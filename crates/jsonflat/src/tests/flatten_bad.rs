use crate::{flatten, pad_buffer, Error, MAX_DEPTH};

fn flatten_err(json: &str) -> Error {
    let buf = pad_buffer(json.as_bytes());
    flatten(&buf, json.len()).expect_err(json)
}

#[test]
fn empty_input() {
    assert_eq!(flatten_err("").code(), 6);
}

#[test]
fn whitespace_only() {
    assert_eq!(flatten_err("   \t\n  ").code(), 6);
}

#[test]
fn truncated_documents() {
    for doc in [
        "{",
        "[",
        r#"{"a": [1, 2"#,
        r#"{"name": "hel"#,
        r#"{"a":"#,
        "[1,",
        "\"unterminated",
    ] {
        assert!(flatten(&pad_buffer(doc.as_bytes()), doc.len()).is_err(), "{doc}");
    }
}

#[test]
fn structural_garbage() {
    for doc in [
        "not json at all!!!",
        "{z}",
        "[1 2]",
        r#"{"a" 1}"#,
        r#"{"a":1,}"#,
        "[1,]",
        "]",
        "}",
        ",",
        ":",
    ] {
        assert!(flatten(&pad_buffer(doc.as_bytes()), doc.len()).is_err(), "{doc}");
    }
}

#[test]
fn trailing_content_is_rejected() {
    for doc in ["1 2", "{} []", "null x", "truex"] {
        assert!(flatten(&pad_buffer(doc.as_bytes()), doc.len()).is_err(), "{doc}");
    }
}

#[test]
fn misspelled_literals() {
    for doc in ["nool", "tru", "falsy", "nil"] {
        assert!(flatten(&pad_buffer(doc.as_bytes()), doc.len()).is_err(), "{doc}");
    }
}

#[test]
fn bad_numbers() {
    for doc in ["01", "1.", ".5", "-", "1e", "1e+", "+1", "0x10", "1e999"] {
        assert!(flatten(&pad_buffer(doc.as_bytes()), doc.len()).is_err(), "{doc}");
    }
}

#[test]
fn bad_strings() {
    // Unescaped control character.
    let ctl = b"\"a\x01b\"";
    assert!(flatten(&pad_buffer(ctl), ctl.len()).is_err());
    // Bad escape letter and truncated unicode escape.
    for doc in ["\"\\q\"", "\"\\u12\"", "\"\\u12zz\""] {
        assert!(flatten(&pad_buffer(doc.as_bytes()), doc.len()).is_err(), "{doc}");
    }
    // Lone surrogates cannot form a scalar value.
    for doc in ["\"\\uD800\"", "\"\\uDC00\"", "\"\\uD800x\""] {
        assert!(flatten(&pad_buffer(doc.as_bytes()), doc.len()).is_err(), "{doc}");
    }
}

#[test]
fn invalid_utf8_in_string() {
    let json = b"{\"a\": \"b\xFFc\"}";
    let buf = pad_buffer(json);
    assert!(flatten(&buf, json.len()).is_err());
}

#[test]
fn depth_limit_arrays() {
    let mut json = Vec::new();
    json.extend(std::iter::repeat(b'[').take(1100));
    json.push(b'1');
    json.extend(std::iter::repeat(b']').take(1100));
    let buf = pad_buffer(&json);
    let err = flatten(&buf, json.len()).expect_err("1100 levels");
    assert_eq!(err.code(), 5);
}

#[test]
fn depth_limit_objects() {
    let mut json = Vec::new();
    for i in 0..1100 {
        json.extend_from_slice(format!("{{\"k{i}\":").as_bytes());
    }
    json.extend_from_slice(b"null");
    json.extend(std::iter::repeat(b'}').take(1100));
    let buf = pad_buffer(&json);
    assert!(flatten(&buf, json.len()).is_err());
}

#[test]
fn depth_at_the_limit_is_accepted() {
    let mut json = Vec::new();
    json.extend(std::iter::repeat(b'[').take(MAX_DEPTH));
    json.push(b'1');
    json.extend(std::iter::repeat(b']').take(MAX_DEPTH));
    let buf = pad_buffer(&json);
    assert!(flatten(&buf, json.len()).is_ok());
}

#[test]
fn depth_error_returns_no_partial_output() {
    let mut json = Vec::new();
    json.extend(std::iter::repeat(b'[').take(MAX_DEPTH + 2));
    json.push(b'1');
    json.extend(std::iter::repeat(b']').take(MAX_DEPTH + 2));
    let buf = pad_buffer(&json);
    match flatten(&buf, json.len()) {
        Err(Error::DepthLimit) => {}
        other => panic!("expected depth error, got {other:?}"),
    }
}
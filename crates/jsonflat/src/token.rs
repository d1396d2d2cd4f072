//! The binary token-stream grammar.
//!
//! A token stream is a sequence of little-endian records, one tag byte
//! followed by a payload:
//!
//! | tag | name        | payload                                          |
//! |-----|-------------|--------------------------------------------------|
//! | 0   | Null        | none                                             |
//! | 1   | Bool        | `u8` ∈ {0, 1}                                    |
//! | 2   | Int         | `i64`                                            |
//! | 3   | Double      | `f64`, `u32` raw length, raw source bytes        |
//! | 4   | String      | `u32` length, unescaped UTF-8                    |
//! | 5   | ArrayStart  | `u32` element count                              |
//! | 6   | ArrayEnd    | none                                             |
//! | 7   | ObjectStart | `u32` pair count                                 |
//! | 8   | ObjectEnd   | none                                             |
//!
//! Object bodies interleave a `String` record (the key) with the value record
//! for each pair, in source order. A `Double`'s raw bytes are the number's
//! original source text trimmed to the longest prefix of `[0-9+\-.eE]`; a raw
//! length of zero means no source text was available. The stream is
//! self-delimiting: every `ArrayStart`/`ObjectStart` is matched by exactly one
//! `ArrayEnd`/`ObjectEnd` at the same nesting level.

use crate::error::{Error, Result};

pub const TAG_NULL: u8 = 0;
pub const TAG_BOOL: u8 = 1;
pub const TAG_INT: u8 = 2;
pub const TAG_DOUBLE: u8 = 3;
pub const TAG_STRING: u8 = 4;
pub const TAG_ARRAY_START: u8 = 5;
pub const TAG_ARRAY_END: u8 = 6;
pub const TAG_OBJECT_START: u8 = 7;
pub const TAG_OBJECT_END: u8 = 8;

/// Is `b` a byte that may appear in a JSON number token?
#[inline]
pub(crate) fn is_number_byte(b: u8) -> bool {
    b.is_ascii_digit() || matches!(b, b'.' | b'-' | b'+' | b'e' | b'E')
}

/// Trim a raw number token to the longest prefix of valid number bytes.
///
/// Source slices taken by the lazy parser may include trailing punctuation.
pub(crate) fn trim_raw_number(raw: &str) -> &str {
    let end = raw
        .bytes()
        .position(|b| !is_number_byte(b))
        .unwrap_or(raw.len());
    &raw[..end]
}

/// Forward-only writer for the token grammar.
///
/// Container counts can be emitted directly when known up front, or reserved
/// with the `*_deferred` variants and rewritten via [`patch_u32`] on close.
/// The output is written strictly forward; patching rewrites the reserved
/// four bytes in place without re-reading anything.
///
/// [`patch_u32`]: TokenWriter::patch_u32
#[derive(Debug, Default)]
pub(crate) struct TokenWriter {
    out: Vec<u8>,
}

impl TokenWriter {
    pub(crate) fn with_capacity(cap: usize) -> Self {
        Self {
            out: Vec::with_capacity(cap),
        }
    }

    pub(crate) fn into_vec(self) -> Vec<u8> {
        self.out
    }

    #[inline]
    fn put_u32(&mut self, v: u32) {
        self.out.extend_from_slice(&v.to_le_bytes());
    }

    pub(crate) fn null(&mut self) {
        self.out.push(TAG_NULL);
    }

    pub(crate) fn bool(&mut self, v: bool) {
        self.out.push(TAG_BOOL);
        self.out.push(u8::from(v));
    }

    pub(crate) fn int(&mut self, v: i64) {
        self.out.push(TAG_INT);
        self.out.extend_from_slice(&v.to_le_bytes());
    }

    /// Emit a `Double` record carrying the trimmed raw source text.
    pub(crate) fn double_raw(&mut self, v: f64, raw: &str) {
        let raw = trim_raw_number(raw);
        self.out.push(TAG_DOUBLE);
        self.out.extend_from_slice(&v.to_le_bytes());
        self.put_u32(raw.len() as u32);
        self.out.extend_from_slice(raw.as_bytes());
    }

    pub(crate) fn string(&mut self, s: &str) {
        self.out.push(TAG_STRING);
        self.put_u32(s.len() as u32);
        self.out.extend_from_slice(s.as_bytes());
    }

    pub(crate) fn array_start(&mut self, count: u32) {
        self.out.push(TAG_ARRAY_START);
        self.put_u32(count);
    }

    /// Emit `ArrayStart` with a placeholder count; returns the patch position.
    pub(crate) fn array_start_deferred(&mut self) -> usize {
        self.out.push(TAG_ARRAY_START);
        let pos = self.out.len();
        self.put_u32(0);
        pos
    }

    pub(crate) fn array_end(&mut self) {
        self.out.push(TAG_ARRAY_END);
    }

    pub(crate) fn object_start(&mut self, count: u32) {
        self.out.push(TAG_OBJECT_START);
        self.put_u32(count);
    }

    /// Emit `ObjectStart` with a placeholder count; returns the patch position.
    pub(crate) fn object_start_deferred(&mut self) -> usize {
        self.out.push(TAG_OBJECT_START);
        let pos = self.out.len();
        self.put_u32(0);
        pos
    }

    pub(crate) fn object_end(&mut self) {
        self.out.push(TAG_OBJECT_END);
    }

    pub(crate) fn patch_u32(&mut self, pos: usize, v: u32) {
        self.out[pos..pos + 4].copy_from_slice(&v.to_le_bytes());
    }
}

/// One decoded token-stream record.
#[derive(Debug, Clone, Copy, PartialEq)]
pub enum Token<'a> {
    Null,
    Bool(bool),
    Int(i64),
    /// Double value plus its raw source text; `raw` is empty when the source
    /// text was unavailable.
    Double { value: f64, raw: &'a str },
    String(&'a str),
    ArrayStart(u32),
    ArrayEnd,
    ObjectStart(u32),
    ObjectEnd,
}

/// Checked decoder for token streams.
///
/// Consumers reconstruct documents from the stream without trusting the
/// producer's memory: truncated payloads, unknown tags, and non-UTF-8 string
/// bytes are reported instead of read out of bounds.
///
/// # Examples
///
/// ```rust
/// use jsonflat::{flatten, pad_buffer, Token, TokenReader};
///
/// let buf = pad_buffer(b"[true]");
/// let stream = flatten(&buf, 6).unwrap();
/// let tokens: Vec<_> = TokenReader::new(&stream).map(|t| t.unwrap()).collect();
/// assert_eq!(
///     tokens,
///     vec![Token::ArrayStart(1), Token::Bool(true), Token::ArrayEnd]
/// );
/// ```
#[derive(Debug, Clone)]
pub struct TokenReader<'a> {
    buf: &'a [u8],
    pos: usize,
}

impl<'a> TokenReader<'a> {
    #[must_use]
    pub fn new(buf: &'a [u8]) -> Self {
        Self { buf, pos: 0 }
    }

    /// Whether the reader has consumed the whole stream.
    #[must_use]
    pub fn at_end(&self) -> bool {
        self.pos >= self.buf.len()
    }

    fn take(&mut self, n: usize) -> Result<&'a [u8]> {
        let end = self
            .pos
            .checked_add(n)
            .filter(|&end| end <= self.buf.len())
            .ok_or(Error::Internal("truncated token stream"))?;
        let slice = &self.buf[self.pos..end];
        self.pos = end;
        Ok(slice)
    }

    fn take_u32(&mut self) -> Result<u32> {
        let b = self.take(4)?;
        Ok(u32::from_le_bytes(b.try_into().expect("4-byte slice")))
    }

    fn take_str(&mut self) -> Result<&'a str> {
        let len = self.take_u32()? as usize;
        let bytes = self.take(len)?;
        core::str::from_utf8(bytes).map_err(|_| Error::Internal("non-utf8 bytes in token stream"))
    }

    /// Decode the next record.
    pub fn next_token(&mut self) -> Result<Token<'a>> {
        let tag = self.take(1)?[0];
        match tag {
            TAG_NULL => Ok(Token::Null),
            TAG_BOOL => Ok(Token::Bool(self.take(1)?[0] != 0)),
            TAG_INT => {
                let b = self.take(8)?;
                Ok(Token::Int(i64::from_le_bytes(b.try_into().expect("8-byte slice"))))
            }
            TAG_DOUBLE => {
                let b = self.take(8)?;
                let value = f64::from_le_bytes(b.try_into().expect("8-byte slice"));
                let raw = self.take_str()?;
                Ok(Token::Double { value, raw })
            }
            TAG_STRING => Ok(Token::String(self.take_str()?)),
            TAG_ARRAY_START => Ok(Token::ArrayStart(self.take_u32()?)),
            TAG_ARRAY_END => Ok(Token::ArrayEnd),
            TAG_OBJECT_START => Ok(Token::ObjectStart(self.take_u32()?)),
            TAG_OBJECT_END => Ok(Token::ObjectEnd),
            _ => Err(Error::Internal("unknown token tag")),
        }
    }
}

impl<'a> Iterator for TokenReader<'a> {
    type Item = Result<Token<'a>>;

    fn next(&mut self) -> Option<Self::Item> {
        if self.at_end() {
            return None;
        }
        let token = self.next_token();
        if token.is_err() {
            // A corrupt record leaves the position unusable; end iteration
            // after reporting it once.
            self.pos = self.buf.len();
        }
        Some(token)
    }
}
#![allow(missing_docs)]

use std::hint::black_box;

use criterion::{criterion_group, criterion_main, Criterion, Throughput};
use jsonflat::{find_field_raw, pad_buffer, MapFraming, Parser};

fn synthetic_dataset() -> String {
    let mut json = String::with_capacity(1 << 20);
    json.push_str("{\"users\": [");
    for i in 0..1000 {
        if i > 0 {
            json.push(',');
        }
        json.push_str(&format!(
            r#"{{"id": {i}, "name": "User {i}", "balance": {}.{:02}, "profile": {{"bio": "Bio for user {i}", "age": {}, "active": {}}}, "tags": ["a", "b", "c"]}}"#,
            i * 7,
            i % 100,
            20 + (i % 50),
            i % 2 == 0
        ));
    }
    json.push_str("]}");
    json
}

fn synthetic_ndjson() -> Vec<u8> {
    let mut out = Vec::with_capacity(1 << 20);
    for i in 0..5000 {
        out.extend_from_slice(
            format!("{{\"id\":{i},\"name\":\"user-{i}\",\"score\":{}.5}}\n", i % 97).as_bytes(),
        );
    }
    out
}

fn bench_flatten(c: &mut Criterion) {
    let json = synthetic_dataset();
    let buf = pad_buffer(json.as_bytes());
    let mut group = c.benchmark_group("flatten");
    group.throughput(Throughput::Bytes(json.len() as u64));

    group.bench_function("token_stream", |b| {
        let mut parser = Parser::new();
        b.iter(|| black_box(parser.flatten(black_box(&buf), json.len()).unwrap()));
    });

    group.finish();
}

fn bench_fast_paths(c: &mut Criterion) {
    let json = synthetic_dataset();
    let buf = pad_buffer(json.as_bytes());
    let mut group = c.benchmark_group("fast_paths");
    group.throughput(Throughput::Bytes(json.len() as u64));

    group.bench_function("field_length", |b| {
        let mut parser = Parser::new();
        b.iter(|| {
            black_box(
                parser
                    .field_length(black_box(&buf), json.len(), &["users"])
                    .unwrap(),
            )
        });
    });

    group.bench_function("find_field_raw", |b| {
        b.iter(|| black_box(find_field_raw(black_box(&buf), json.len(), &["users"]).unwrap()));
    });

    group.bench_function("array_map_field", |b| {
        let mut parser = Parser::new();
        b.iter(|| {
            black_box(
                parser
                    .array_map_field(
                        black_box(&buf),
                        json.len(),
                        &["users"],
                        &["name"],
                        MapFraming::Array,
                    )
                    .unwrap(),
            )
        });
    });

    group.finish();
}

fn bench_ndjson(c: &mut Criterion) {
    let data = synthetic_ndjson();
    let buf = pad_buffer(&data);
    let mut group = c.benchmark_group("ndjson");
    group.throughput(Throughput::Bytes(data.len() as u64));

    group.bench_function("count_documents", |b| {
        let mut parser = Parser::new();
        b.iter(|| black_box(parser.count_documents(black_box(&buf), data.len(), 1 << 20)));
    });

    group.bench_function("extract_field_total", |b| {
        let mut parser = Parser::new();
        b.iter(|| {
            black_box(parser.extract_field_total(black_box(&buf), data.len(), 1 << 20, "name"))
        });
    });

    group.finish();
}

criterion_group!(benches, bench_flatten, bench_fast_paths, bench_ndjson);
criterion_main!(benches);
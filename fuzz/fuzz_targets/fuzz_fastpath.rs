#![no_main]

use jsonflat::{find_field_raw, minify, pad_buffer, MapFraming, MapOp, Parser};
use libfuzzer_sys::fuzz_target;

// Adversarial whitespace, escaped strings, scientific-notation numbers, and
// nested empty containers must not desynchronize any query walker.
fuzz_target!(|data: &[u8]| {
    let buf = pad_buffer(data);
    let len = data.len();
    let mut parser = Parser::new();

    let _ = find_field_raw(&buf, len, &["a", "b"]);
    let _ = parser.field_length(&buf, len, &["a"]);
    let _ = parser.field_keys(&buf, len, &[], true);
    let _ = parser.field_has(&buf, len, &[], "k");
    let _ = parser.array_map_field(&buf, len, &[], &["x"], MapFraming::Array);
    let _ = parser.array_map_builtin(&buf, len, &[], MapOp::Type, MapFraming::Lines);
    let _ = minify(&buf, len);
});
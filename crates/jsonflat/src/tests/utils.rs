use crate::{pad_buffer, Parser, Token, TokenReader};

/// Flatten `json` through the handle and decode the stream into tokens.
pub(crate) fn tokens(json: &str) -> Vec<OwnedToken> {
    let buf = pad_buffer(json.as_bytes());
    let mut parser = Parser::new();
    let stream = parser.flatten(&buf, json.len()).expect("flatten");
    decode(&stream)
}

pub(crate) fn decode(stream: &[u8]) -> Vec<OwnedToken> {
    TokenReader::new(stream)
        .map(|t| OwnedToken::from(t.expect("decode")))
        .collect()
}

/// `Token` with owned strings, so expectations outlive the stream buffer.
#[derive(Debug, Clone, PartialEq)]
pub(crate) enum OwnedToken {
    Null,
    Bool(bool),
    Int(i64),
    Double { value: f64, raw: String },
    String(String),
    ArrayStart(u32),
    ArrayEnd,
    ObjectStart(u32),
    ObjectEnd,
}

impl From<Token<'_>> for OwnedToken {
    fn from(t: Token<'_>) -> Self {
        match t {
            Token::Null => OwnedToken::Null,
            Token::Bool(v) => OwnedToken::Bool(v),
            Token::Int(v) => OwnedToken::Int(v),
            Token::Double { value, raw } => OwnedToken::Double {
                value,
                raw: raw.to_string(),
            },
            Token::String(s) => OwnedToken::String(s.to_string()),
            Token::ArrayStart(n) => OwnedToken::ArrayStart(n),
            Token::ArrayEnd => OwnedToken::ArrayEnd,
            Token::ObjectStart(n) => OwnedToken::ObjectStart(n),
            Token::ObjectEnd => OwnedToken::ObjectEnd,
        }
    }
}

/// Check that a token stream is well balanced and that every container's
/// child count matches the records that follow it.
pub(crate) fn assert_balanced(stream: &[u8]) {
    #[derive(Debug)]
    enum Frame {
        Array { expected: u32, seen: u32 },
        Object { expected: u32, seen: u32, want_key: bool },
    }

    let mut stack: Vec<Frame> = Vec::new();
    let mut roots = 0u32;

    let bump = |stack: &mut Vec<Frame>, roots: &mut u32, is_string: bool| {
        match stack.last_mut() {
            Some(Frame::Array { seen, .. }) => *seen += 1,
            Some(Frame::Object { seen, want_key, .. }) => {
                if *want_key {
                    assert!(is_string, "object key must be a String record");
                    *want_key = false;
                } else {
                    *seen += 1;
                    *want_key = true;
                }
            }
            None => *roots += 1,
        }
    };

    for token in TokenReader::new(stream) {
        match token.expect("decode") {
            Token::ArrayStart(n) => {
                bump(&mut stack, &mut roots, false);
                stack.push(Frame::Array {
                    expected: n,
                    seen: 0,
                });
            }
            Token::ArrayEnd => match stack.pop() {
                Some(Frame::Array { expected, seen }) => {
                    assert_eq!(expected, seen, "array child count");
                }
                other => panic!("unbalanced ArrayEnd over {other:?}"),
            },
            Token::ObjectStart(n) => {
                bump(&mut stack, &mut roots, false);
                stack.push(Frame::Object {
                    expected: n,
                    seen: 0,
                    want_key: true,
                });
            }
            Token::ObjectEnd => match stack.pop() {
                Some(Frame::Object {
                    expected,
                    seen,
                    want_key,
                }) => {
                    assert!(want_key, "object ended mid-pair");
                    assert_eq!(expected, seen, "object pair count");
                }
                other => panic!("unbalanced ObjectEnd over {other:?}"),
            },
            Token::String(_) => bump(&mut stack, &mut roots, true),
            Token::Null | Token::Bool(_) | Token::Int(_) | Token::Double { .. } => {
                bump(&mut stack, &mut roots, false);
            }
        }
    }

    assert!(stack.is_empty(), "unclosed containers: {stack:?}");
    assert_eq!(roots, 1, "exactly one root value");
}

/// Rebuild a `serde_json::Value` from a token stream, preferring raw number
/// text where it is present.
pub(crate) fn reconstruct(stream: &[u8]) -> serde_json::Value {
    fn value(reader: &mut TokenReader<'_>) -> serde_json::Value {
        match reader.next_token().expect("decode") {
            Token::Null => serde_json::Value::Null,
            Token::Bool(v) => serde_json::Value::Bool(v),
            Token::Int(v) => serde_json::Value::from(v),
            Token::Double { value: v, raw } => {
                let v = if raw.is_empty() {
                    v
                } else {
                    raw.parse().expect("raw number text")
                };
                serde_json::Value::from(v)
            }
            Token::String(s) => serde_json::Value::from(s),
            Token::ArrayStart(n) => {
                let mut arr = Vec::with_capacity(n as usize);
                for _ in 0..n {
                    arr.push(value(reader));
                }
                assert!(matches!(reader.next_token(), Ok(Token::ArrayEnd)));
                serde_json::Value::Array(arr)
            }
            Token::ObjectStart(n) => {
                let mut map = serde_json::Map::with_capacity(n as usize);
                for _ in 0..n {
                    let key = match reader.next_token().expect("decode") {
                        Token::String(s) => s.to_string(),
                        other => panic!("expected key, got {other:?}"),
                    };
                    map.insert(key, value(reader));
                }
                assert!(matches!(reader.next_token(), Ok(Token::ObjectEnd)));
                serde_json::Value::Object(map)
            }
            other => panic!("unexpected token {other:?}"),
        }
    }

    let mut reader = TokenReader::new(stream);
    let v = value(&mut reader);
    assert!(reader.at_end(), "trailing records in stream");
    v
}
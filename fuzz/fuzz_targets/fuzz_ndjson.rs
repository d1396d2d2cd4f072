#![no_main]

use jsonflat::{pad_buffer, Parser};
use libfuzzer_sys::fuzz_target;

// Malformed documents inside a stream are skipped, never fatal; the count
// must also be independent of the batch size.
fuzz_target!(|data: &[u8]| {
    let buf = pad_buffer(data);
    let mut parser = Parser::new();
    let a = parser.count_documents(&buf, data.len(), 16);
    let b = parser.count_documents(&buf, data.len(), 1 << 20);
    assert_eq!(a, b);
    let _ = parser.extract_field_total(&buf, data.len(), 1 << 20, "name");
});
//! Compact JSON fragment serialization.
//!
//! The fast paths hand back owned JSON fragments. Values re-serialized from
//! the tape lose their source formatting: strings are re-escaped with the
//! minimal escape set, integers print through `itoa`, and doubles print
//! through `ryu` (shortest round-trip form). Queries that must preserve the
//! source spelling of numbers go through the lazy raw-slice path instead.

use memchr::memchr2;
use simd_json::value::tape::Node;
use simd_json::StaticNode;

use crate::error::{Error, Result};
use crate::padding::assert_padded;
use crate::parser::skip_node;
use crate::MAX_DEPTH;

/// Append `s` as a quoted JSON string literal.
pub(crate) fn write_escaped_str(s: &str, out: &mut Vec<u8>) {
    out.push(b'"');
    for &b in s.as_bytes() {
        match b {
            b'"' => out.extend_from_slice(b"\\\""),
            b'\\' => out.extend_from_slice(b"\\\\"),
            0x08 => out.extend_from_slice(b"\\b"),
            0x0C => out.extend_from_slice(b"\\f"),
            b'\n' => out.extend_from_slice(b"\\n"),
            b'\r' => out.extend_from_slice(b"\\r"),
            b'\t' => out.extend_from_slice(b"\\t"),
            b if b < 0x20 => {
                const HEX: &[u8; 16] = b"0123456789abcdef";
                out.extend_from_slice(b"\\u00");
                out.push(HEX[usize::from(b >> 4)]);
                out.push(HEX[usize::from(b & 0x0F)]);
            }
            b => out.push(b),
        }
    }
    out.push(b'"');
}

pub(crate) fn write_usize(n: usize, out: &mut Vec<u8>) {
    let mut buf = itoa::Buffer::new();
    out.extend_from_slice(buf.format(n).as_bytes());
}

/// Serialize the tape subtree at `idx` as compact JSON; returns the next
/// index.
pub(crate) fn write_tape_value(
    nodes: &[Node],
    idx: usize,
    depth: usize,
    out: &mut Vec<u8>,
) -> Result<usize> {
    if depth > MAX_DEPTH {
        return Err(Error::DepthLimit);
    }
    let node = nodes
        .get(idx)
        .ok_or(Error::Internal("serialize ran past the node list"))?;
    match node {
        Node::Static(StaticNode::Null) => out.extend_from_slice(b"null"),
        Node::Static(StaticNode::Bool(true)) => out.extend_from_slice(b"true"),
        Node::Static(StaticNode::Bool(false)) => out.extend_from_slice(b"false"),
        Node::Static(StaticNode::I64(v)) => {
            let mut buf = itoa::Buffer::new();
            out.extend_from_slice(buf.format(*v).as_bytes());
        }
        Node::Static(StaticNode::U64(u)) => {
            let mut buf = itoa::Buffer::new();
            out.extend_from_slice(buf.format(*u).as_bytes());
        }
        Node::Static(StaticNode::F64(v)) => {
            let mut buf = ryu::Buffer::new();
            out.extend_from_slice(buf.format_finite(*v).as_bytes());
        }
        #[allow(unreachable_patterns)]
        Node::Static(_) => return Err(Error::Internal("unsupported static node on tape")),
        Node::String(s) => write_escaped_str(s, out),
        Node::Array { len, .. } => {
            out.push(b'[');
            let mut i = idx + 1;
            for k in 0..*len {
                if k > 0 {
                    out.push(b',');
                }
                i = write_tape_value(nodes, i, depth + 1, out)?;
            }
            out.push(b']');
            return Ok(i);
        }
        Node::Object { len, .. } => {
            out.push(b'{');
            let mut i = idx + 1;
            for k in 0..*len {
                if k > 0 {
                    out.push(b',');
                }
                match nodes.get(i) {
                    Some(Node::String(key)) => write_escaped_str(key, out),
                    _ => return Err(Error::Internal("object key is not a string node")),
                }
                out.push(b':');
                i = write_tape_value(nodes, i + 1, depth + 1, out)?;
            }
            out.push(b'}');
            return Ok(i);
        }
    }
    Ok(skip_node(nodes, idx))
}

/// Compact a JSON buffer by dropping insignificant whitespace.
///
/// Runs without building any tree: string literals are copied verbatim
/// (escapes and all) and everything between them is filtered. Validation is
/// limited to string termination; garbage input produces compacted garbage,
/// the same as it went in.
///
/// # Examples
///
/// ```rust
/// use jsonflat::{minify, pad_buffer};
///
/// let json = br#"{ "a" : 1 , "b" : [2, 3] }"#;
/// let buf = pad_buffer(json);
/// let out = minify(&buf, json.len()).unwrap();
/// assert_eq!(out, br#"{"a":1,"b":[2,3]}"#);
/// ```
pub fn minify(buf: &[u8], json_len: usize) -> Result<Vec<u8>> {
    assert_padded(buf, json_len);
    let mut out = Vec::with_capacity(json_len);
    let mut pos = 0;
    while pos < json_len {
        match buf[pos] {
            b' ' | b'\t' | b'\n' | b'\r' => pos += 1,
            b'"' => {
                let start = pos;
                pos += 1;
                loop {
                    match memchr2(b'"', b'\\', &buf[pos..json_len]) {
                        None => return Err(Error::InvalidString { at: json_len }),
                        Some(i) => {
                            if buf[pos + i] == b'"' {
                                pos += i + 1;
                                break;
                            }
                            pos += i + 2;
                            if pos > json_len {
                                return Err(Error::InvalidString { at: json_len });
                            }
                        }
                    }
                }
                out.extend_from_slice(&buf[start..pos]);
            }
            b => {
                out.push(b);
                pos += 1;
            }
        }
    }
    Ok(out)
}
=-=-=
Nothing but a number, please: how many lines of the listing hold the word "Throughput"?

#### Solution for this exercise:
4